During my field work with the Gypsies of Ano Liossia, Aghia Varvara and Zefiri, I realized that the difference lies in the fact that Gypsies have preserved these traditions almost intact, while the rural population lost them in moving to the city. The difference stems from the delayed urbanisation of Gypsies, the reasons for which can be found in their tendency to maintain close family ties and in the importance they place in the clan, limiting themselves to being members of a whole rather than individuals.

The gypsy stigma which they have carried for centuries made them seek out their own kind and to stay close together, searching for the security denied to them by society. They did not scatter or get lost in big cities, but lived together, as they always had, perpetuating traditional ancestral behavior inherited from their forefathers who had lived in the Greek countryside and had adopted elements from Greek rural culture.

Here one could argue that Gypsies who live in other countries also have characteristics similar to Greek Gypsies. While this is true, it is equally true that there are similarities between all nations.

The difference between Gypsies and non-gypsies lies in the fact that the former either refused or were not able to become inhabitants of the city, to participate in the developments which form a city, to evolve.

Today they are called upon to speed up this process, to make up for their delay and to become modernised. In other words to resemble every other modern city dweller anywhere in the world, the lure being acceptance in exchange for the selling out of their traditions.

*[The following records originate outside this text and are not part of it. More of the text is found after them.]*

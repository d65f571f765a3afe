//! Document model the capture engine operates on.

pub mod node;
pub mod selector;

pub use node::{
    Document, Geometry, Node, NodeId, NodeSpec, PageSnapshot, Rect, StyleValue, Stylesheet,
};
pub use selector::{css_escape, element_selector};
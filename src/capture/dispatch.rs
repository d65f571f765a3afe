//! Output dispatch: routes a rendered capture to its requested sinks.

use crate::capture::clipboard;
use crate::capture::dependencies::{CaptureDependencies, RasterImage};
use crate::capture::file;
use crate::capture::orchestrator::CaptureOptions;
use crate::capture::types::{OutputResult, OutputTargets};

/// Delivers a rendered capture to the requested outputs.
///
/// The file save runs first and is fire-and-forget: a failing disk write is
/// logged, never raised. The clipboard attempt runs after it and reports its
/// outcome as data. With both targets disabled this is a no-op that still
/// returns a well-formed result.
pub async fn dispatch(
    image: &dyn RasterImage,
    targets: OutputTargets,
    deps: &CaptureDependencies,
    options: &CaptureOptions,
) -> OutputResult {
    let mut download_performed = false;

    if targets.save_to_file {
        match image.to_png().await {
            Some(png) => {
                let filename = file::default_filename();
                download_performed = true;
                if let Err(err) = deps.saver.save(&png, &filename) {
                    log::warn!("screenshot download could not be completed: {err}");
                }
            }
            None => {
                log::error!("screenshot download skipped: image could not be encoded");
            }
        }
    }

    let clipboard = if targets.copy_to_clipboard {
        Some(clipboard::copy_image_to_clipboard(image, deps.clipboard.as_ref(), options).await)
    } else {
        None
    };

    OutputResult {
        download_performed,
        clipboard,
    }
}
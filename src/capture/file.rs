//! File saving functionality for captured screenshots.

use chrono::{DateTime, Utc};
use std::fs;
use std::path::{Path, PathBuf};

use super::dependencies::FileSaver;

/// Generate a screenshot filename for the given instant.
///
/// The name embeds a second-resolution UTC timestamp with colons replaced so
/// it is valid on every filesystem, e.g. `screenshot-2024-03-05T10-30-00.png`.
pub fn screenshot_filename(instant: DateTime<Utc>) -> String {
    format!("screenshot-{}.png", instant.format("%Y-%m-%dT%H-%M-%S"))
}

/// Filename for a capture taken right now.
pub fn default_filename() -> String {
    screenshot_filename(Utc::now())
}

/// Ensure the save directory exists, creating it if necessary.
pub fn ensure_directory_exists(directory: &Path) -> std::io::Result<()> {
    if !directory.exists() {
        log::info!("Creating screenshot directory: {}", directory.display());
        fs::create_dir_all(directory)?;
    }
    Ok(())
}

/// Saves captures into the user's downloads folder (or a configured override).
pub struct DownloadsSaver {
    pub directory: PathBuf,
}

impl DownloadsSaver {
    pub fn new(directory: PathBuf) -> Self {
        Self { directory }
    }
}

impl Default for DownloadsSaver {
    fn default() -> Self {
        Self {
            directory: dirs::download_dir().unwrap_or_else(|| PathBuf::from(".")),
        }
    }
}

impl FileSaver for DownloadsSaver {
    fn save(&self, image_data: &[u8], filename: &str) -> std::io::Result<PathBuf> {
        ensure_directory_exists(&self.directory)?;
        let path = self.directory.join(filename);
        fs::write(&path, image_data)?;
        log::info!("Screenshot saved to: {}", path.display());
        Ok(path)
    }
}
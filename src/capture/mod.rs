//! Element capture pipeline.
//!
//! This module turns a picked document node into an exported image:
//! - Style mutation, font settling, and rendering via the rasterizer seam
//! - Clone preparation so the render matches the live page
//! - Output dispatch to file and clipboard sinks
//! - Closed-category clipboard error classification and user feedback

pub mod clipboard;
pub mod clone;
pub mod dependencies;
pub mod dispatch;
pub mod feedback;
pub mod file;
pub mod orchestrator;
pub mod raster;
pub mod types;


pub use clipboard::{ClipboardAvailability, ClipboardCapabilities, MAX_CLIPBOARD_BYTES};
pub use dependencies::{CaptureDependencies, RasterImage, Rasterizer};
pub use dispatch::dispatch;
pub use orchestrator::{capture_element, CaptureOptions};
pub use types::{
    BackgroundMode, CaptureError, ClipboardErrorKind, ClipboardResult, OutputResult,
    OutputTargets, RenderFailureKind,
};
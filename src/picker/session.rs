//! Interactive element-picking session.
//!
//! One session owns the overlay UI, the current highlight, and the output
//! preferences the eventual capture will use. Hosts drive it with pointer
//! and key events; a click runs the full capture-and-dispatch flow and ends
//! the session after a feedback linger.

use std::sync::Arc;
use std::time::Duration;

use tokio::sync::mpsc;

use crate::capture::{
    capture_element, dispatch,
    feedback::{self, FeedbackTone},
    CaptureDependencies, CaptureError, CaptureOptions, BackgroundMode, OutputResult,
    OutputTargets,
};
use crate::dom::{Document, NodeId};
use crate::messaging::{Notification, StopReason};
use crate::picker::overlay::{self, OverlayUi};

/// How long result feedback stays on screen before the session cleans up.
#[derive(Debug, Clone, Copy)]
pub struct FeedbackLinger {
    pub success: Duration,
    pub failure: Duration,
}

impl Default for FeedbackLinger {
    fn default() -> Self {
        Self {
            success: Duration::from_secs(2),
            failure: Duration::from_secs(3),
        }
    }
}

impl FeedbackLinger {
    /// No linger at all, for tests.
    pub fn none() -> Self {
        Self {
            success: Duration::ZERO,
            failure: Duration::ZERO,
        }
    }
}

pub struct SelectorSession {
    active: bool,
    highlighted: Option<NodeId>,
    ui: Option<OverlayUi>,
    background: BackgroundMode,
    outputs: OutputTargets,
    deps: Arc<CaptureDependencies>,
    options: CaptureOptions,
    linger: FeedbackLinger,
    events: Option<mpsc::UnboundedSender<Notification>>,
}

impl SelectorSession {
    pub fn new(deps: Arc<CaptureDependencies>, options: CaptureOptions) -> Self {
        Self {
            active: false,
            highlighted: None,
            ui: None,
            background: BackgroundMode::default(),
            outputs: OutputTargets::both(),
            deps,
            options,
            linger: FeedbackLinger::default(),
            events: None,
        }
    }

    /// Notifications (session stopped, and why) go to this channel.
    pub fn with_events(mut self, sender: mpsc::UnboundedSender<Notification>) -> Self {
        self.events = Some(sender);
        self
    }

    pub fn with_linger(mut self, linger: FeedbackLinger) -> Self {
        self.linger = linger;
        self
    }

    pub fn is_active(&self) -> bool {
        self.active
    }

    pub fn clipboard_capabilities(&self) -> crate::capture::ClipboardCapabilities {
        self.deps.clipboard.capabilities()
    }

    /// Starts a picking session. Activating an already-active session is a
    /// no-op; the running session keeps its original settings.
    pub fn activate(&mut self, doc: &mut Document, background: BackgroundMode, outputs: OutputTargets) {
        if self.active {
            log::debug!("screenshot selector already active");
            return;
        }
        self.background = background;
        self.outputs = outputs;
        self.ui = Some(OverlayUi::install(doc));
        self.active = true;
        log::info!(
            "selector activated (background {background:?}, save {}, clipboard {})",
            outputs.save_to_file,
            outputs.copy_to_clipboard
        );
    }

    /// Pointer moved over `target`: transfer the highlight and re-annotate
    /// scrollable regions. Overlay nodes are ignored.
    pub fn pointer_over(&mut self, doc: &mut Document, target: NodeId) {
        if !self.active || overlay::is_within_overlay(doc, target) {
            return;
        }

        if let Some(previous) = self.highlighted.take() {
            overlay::unhighlight(doc, previous);
            overlay::remove_scrollable_indicators(doc);
        }

        overlay::highlight(doc, target);
        overlay::add_scrollable_indicators(doc, target);
        self.highlighted = Some(target);
    }

    /// Key event hook; Escape cancels the session.
    pub fn key_down(&mut self, doc: &mut Document, key: &str) {
        if key == "Escape" {
            self.cleanup(doc);
        }
    }

    /// Click on `target`: capture it, dispatch outputs, show feedback, and
    /// end the session. Clicks on the overlay are ignored. Returns what the
    /// dispatcher did, or `None` when nothing was captured.
    pub async fn click(&mut self, doc: &mut Document, target: NodeId) -> Option<OutputResult> {
        if !self.active || overlay::is_within_overlay(doc, target) {
            return None;
        }
        self.capture(doc, target).await
    }

    async fn capture(&mut self, doc: &mut Document, target: NodeId) -> Option<OutputResult> {
        let caps = self.deps.clipboard.capabilities();
        self.set_status(
            doc,
            feedback::working_message(self.outputs.copy_to_clipboard, &caps),
        );

        // Strip session chrome so it cannot leak into the capture. The click
        // target may differ from the last hovered node; both lose their
        // highlight here.
        if let Some(previous) = self.highlighted.take() {
            overlay::unhighlight(doc, previous);
        }
        overlay::unhighlight(doc, target);
        overlay::remove_scrollable_indicators(doc);

        match capture_element(doc, target, self.background, &self.deps, &self.options).await {
            Ok(image) => {
                let result = dispatch(image.as_ref(), self.outputs, &self.deps, &self.options).await;
                let (message, tone) = feedback::compose_result_message(self.outputs, &result);
                self.set_status(doc, &message);
                self.notify(StopReason::ScreenshotTaken);
                let linger = match tone {
                    FeedbackTone::Failure => self.linger.failure,
                    _ => self.linger.success,
                };
                self.linger_then_cleanup(doc, linger).await;
                Some(result)
            }
            Err(err) => {
                let kind = match err {
                    CaptureError::Render { kind, .. } => kind,
                    CaptureError::DetachedTarget => crate::capture::RenderFailureKind::Unknown,
                };
                self.set_status(doc, feedback::render_failure_message(kind));
                self.notify(StopReason::ScreenshotFailed);
                self.linger_then_cleanup(doc, self.linger.failure).await;
                None
            }
        }
    }

    fn set_status(&self, doc: &mut Document, message: &str) {
        if let Some(ui) = &self.ui {
            ui.set_status(doc, message);
        }
    }

    fn notify(&self, reason: StopReason) {
        if let Some(events) = &self.events {
            let _ = events.send(Notification::SelectorStopped { reason });
        }
    }

    async fn linger_then_cleanup(&mut self, doc: &mut Document, linger: Duration) {
        if !linger.is_zero() {
            tokio::time::sleep(linger).await;
        }
        self.cleanup(doc);
    }

    /// Tears down every session artifact. Safe to call repeatedly and on a
    /// session that never activated.
    pub fn cleanup(&mut self, doc: &mut Document) {
        if let Some(highlighted) = self.highlighted.take() {
            overlay::unhighlight(doc, highlighted);
        }
        overlay::remove_scrollable_indicators(doc);
        if let Some(ui) = self.ui.take() {
            ui.remove(doc);
        }
        self.active = false;
    }
}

This would result, however, in the violent withdrawal from their own kind, the loss of social cohesion, the lack of a sense of belonging, loneliness and the ineffectual imitation of the behavior of the “others”.

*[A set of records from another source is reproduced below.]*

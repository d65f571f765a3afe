//! Shared types for the capture pipeline.

use serde::{Deserialize, Serialize};
use thiserror::Error;

/// Background fill painted behind transparent regions of the capture.
#[derive(Debug, Clone, Copy, PartialEq, Eq, Default, Serialize, Deserialize)]
#[serde(rename_all = "lowercase")]
pub enum BackgroundMode {
    #[default]
    Black,
    White,
    Transparent,
}

impl BackgroundMode {
    /// CSS color handed to the rasterizer; `None` keeps transparency.
    pub fn css_color(self) -> Option<&'static str> {
        match self {
            BackgroundMode::Black => Some("#000000"),
            BackgroundMode::White => Some("#ffffff"),
            BackgroundMode::Transparent => None,
        }
    }

    pub fn parse(s: &str) -> Option<Self> {
        match s {
            "black" => Some(BackgroundMode::Black),
            "white" => Some(BackgroundMode::White),
            "transparent" => Some(BackgroundMode::Transparent),
            _ => None,
        }
    }
}

/// Which sinks a capture should be delivered to.
#[derive(Debug, Clone, Copy, PartialEq, Eq, Serialize, Deserialize)]
pub struct OutputTargets {
    pub save_to_file: bool,
    pub copy_to_clipboard: bool,
}

impl OutputTargets {
    pub fn both() -> Self {
        Self {
            save_to_file: true,
            copy_to_clipboard: true,
        }
    }

    pub fn any(self) -> bool {
        self.save_to_file || self.copy_to_clipboard
    }
}

impl Default for OutputTargets {
    fn default() -> Self {
        Self::both()
    }
}

/// Closed set of clipboard failure categories surfaced to hosts.
#[derive(Debug, Clone, Copy, PartialEq, Eq, Serialize, Deserialize)]
#[serde(rename_all = "snake_case")]
pub enum ClipboardErrorKind {
    ApiUnavailable,
    PermissionDenied,
    NotSupported,
    SecurityError,
    SizeLimit,
    Timeout,
    CanvasConversion,
    ClipboardItemCreation,
    InvalidState,
    DataError,
    NetworkError,
    Unexpected,
}

impl std::fmt::Display for ClipboardErrorKind {
    fn fmt(&self, f: &mut std::fmt::Formatter<'_>) -> std::fmt::Result {
        let s = match self {
            ClipboardErrorKind::ApiUnavailable => "api_unavailable",
            ClipboardErrorKind::PermissionDenied => "permission_denied",
            ClipboardErrorKind::NotSupported => "not_supported",
            ClipboardErrorKind::SecurityError => "security_error",
            ClipboardErrorKind::SizeLimit => "size_limit",
            ClipboardErrorKind::Timeout => "timeout",
            ClipboardErrorKind::CanvasConversion => "canvas_conversion",
            ClipboardErrorKind::ClipboardItemCreation => "clipboard_item_creation",
            ClipboardErrorKind::InvalidState => "invalid_state",
            ClipboardErrorKind::DataError => "data_error",
            ClipboardErrorKind::NetworkError => "network_error",
            ClipboardErrorKind::Unexpected => "unexpected",
        };
        f.write_str(s)
    }
}

/// Outcome of a clipboard delivery attempt. Failures are data, not errors;
/// the dispatcher never propagates them.
#[derive(Debug, Clone, PartialEq, Eq, Serialize, Deserialize)]
#[serde(tag = "status", rename_all = "snake_case")]
pub enum ClipboardResult {
    Copied,
    Failed {
        kind: ClipboardErrorKind,
        error: String,
    },
}

impl ClipboardResult {
    pub fn is_copied(&self) -> bool {
        matches!(self, ClipboardResult::Copied)
    }
}

/// What the output dispatcher actually did with a rendered capture.
#[derive(Debug, Clone, PartialEq, Eq, Serialize, Deserialize)]
pub struct OutputResult {
    pub download_performed: bool,
    /// `None` when clipboard delivery was not requested.
    pub clipboard: Option<ClipboardResult>,
}

/// Categories of rendering failure, derived from the rasterizer's report.
#[derive(Debug, Clone, Copy, PartialEq, Eq)]
pub enum RenderFailureKind {
    Rendering,
    Timeout,
    SecurityBlocked,
    Memory,
    Canvas,
    Unknown,
}

/// Failure report from the rasterizer seam.
///
/// Rasterizers that know their failure category tag it explicitly; untagged
/// reports are classified from the message text at this boundary only.
#[derive(Debug, Clone, Error)]
#[error("{message}")]
pub struct RenderError {
    pub kind: Option<RenderFailureKind>,
    pub message: String,
}

impl RenderError {
    pub fn message(message: impl Into<String>) -> Self {
        Self {
            kind: None,
            message: message.into(),
        }
    }

    pub fn tagged(kind: RenderFailureKind, message: impl Into<String>) -> Self {
        Self {
            kind: Some(kind),
            message: message.into(),
        }
    }

    /// Resolves the failure category, falling back to message sniffing for
    /// untagged reports.
    pub fn classify(&self) -> RenderFailureKind {
        if let Some(kind) = self.kind {
            return kind;
        }
        let msg = self.message.to_lowercase();
        if msg.contains("timeout") || msg.contains("timed out") {
            RenderFailureKind::Timeout
        } else if msg.contains("network") || msg.contains("cors") {
            RenderFailureKind::SecurityBlocked
        } else if msg.contains("memory") || msg.contains("quota") {
            RenderFailureKind::Memory
        } else if msg.contains("render") {
            RenderFailureKind::Rendering
        } else if msg.contains("canvas") {
            RenderFailureKind::Canvas
        } else {
            RenderFailureKind::Unknown
        }
    }
}

/// Errors the capture orchestrator can surface to callers.
#[derive(Debug, Error)]
pub enum CaptureError {
    #[error("rendering failed ({kind:?}): {message}")]
    Render {
        kind: RenderFailureKind,
        message: String,
    },
    #[error("capture target is no longer attached to the document")]
    DetachedTarget,
}

/// Platform-level clipboard fault reported by a [`ClipboardSink`].
///
/// [`ClipboardSink`]: crate::capture::dependencies::ClipboardSink
#[derive(Debug, Clone, Error)]
pub enum ClipboardWriteError {
    #[error("clipboard access denied")]
    PermissionDenied,
    #[error("clipboard operation not supported")]
    NotSupported,
    #[error("clipboard access blocked by security policy")]
    SecurityBlocked,
    #[error("network error during clipboard operation")]
    NetworkFault,
    #[error("clipboard storage quota exceeded")]
    QuotaExceeded,
    #[error("clipboard is in an invalid state")]
    InvalidState,
    #[error("invalid clipboard data")]
    DataError,
    #[error("{0}")]
    Other(String),
}

#[cfg(test)]
mod tests {
    use super::*;

    #[test]
    fn background_css_colors() {
        assert_eq!(BackgroundMode::Black.css_color(), Some("#000000"));
        assert_eq!(BackgroundMode::White.css_color(), Some("#ffffff"));
        assert_eq!(BackgroundMode::Transparent.css_color(), None);
    }

    #[test]
    fn background_parse_rejects_unknown() {
        assert_eq!(BackgroundMode::parse("white"), Some(BackgroundMode::White));
        assert_eq!(BackgroundMode::parse("plaid"), None);
    }

    #[test]
    fn untagged_render_errors_classify_from_message() {
        assert_eq!(
            RenderError::message("image load timed out").classify(),
            RenderFailureKind::Timeout
        );
        assert_eq!(
            RenderError::message("blocked by CORS policy").classify(),
            RenderFailureKind::SecurityBlocked
        );
        assert_eq!(
            RenderError::message("out of memory").classify(),
            RenderFailureKind::Memory
        );
        assert_eq!(
            RenderError::message("canvas export rejected").classify(),
            RenderFailureKind::Canvas
        );
        assert_eq!(
            RenderError::message("something odd").classify(),
            RenderFailureKind::Unknown
        );
    }

    #[test]
    fn tagged_render_errors_skip_sniffing() {
        let err = RenderError::tagged(RenderFailureKind::Memory, "canvas timed out");
        assert_eq!(err.classify(), RenderFailureKind::Memory);
    }

    #[test]
    fn error_kind_wire_names() {
        assert_eq!(
            ClipboardErrorKind::ClipboardItemCreation.to_string(),
            "clipboard_item_creation"
        );
        assert_eq!(
            ClipboardErrorKind::ApiUnavailable.to_string(),
            "api_unavailable"
        );
    }
}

If the state truly wants to help Gypsies then they must first help them to live humanely. The miserable conditions in which most of them live, fear, and insecurity do not enable them to project their true wishes.

They must therefore be supported financially and professionally, they must be able to enjoy the benefits of developing technology, and their children must be able to receive an education.

And all of this should be done without demanding from them, indirectly but nonetheless coercively, that in exchange they have to live as we do.

Without the fear of rejection, they will be able to evaluate society’s standards and progressively will choose by themselves those they wish to adopt and those they wish to leave.

Based on their volition alone will any changes take place, and maybe they know better than we do that the one-way street of progress does not always lead to happiness.

Anna Lydaki has done field work in areas where Gypsies live. She has written the books Balami ke Roma, I Tsigani ton Ano liosion (Non Gypsies and Gypsies. The Gypsies of Ano Liosia) and I Tsigani stin poli. Megalonontas stin Aghia Varvara (Gypsies in the City. Growing up in Aghia Varvara), Kastaniotis Editions, Athens 1997, 1998. She has also had numerous articles published in newspapers, scientific magazines, and volumes, and her second book is being translated in Hungarian. She is assistant professor at the Department of Sociology at the Panteion University of Athens, where she teaches Qualitative Research and Ethnography.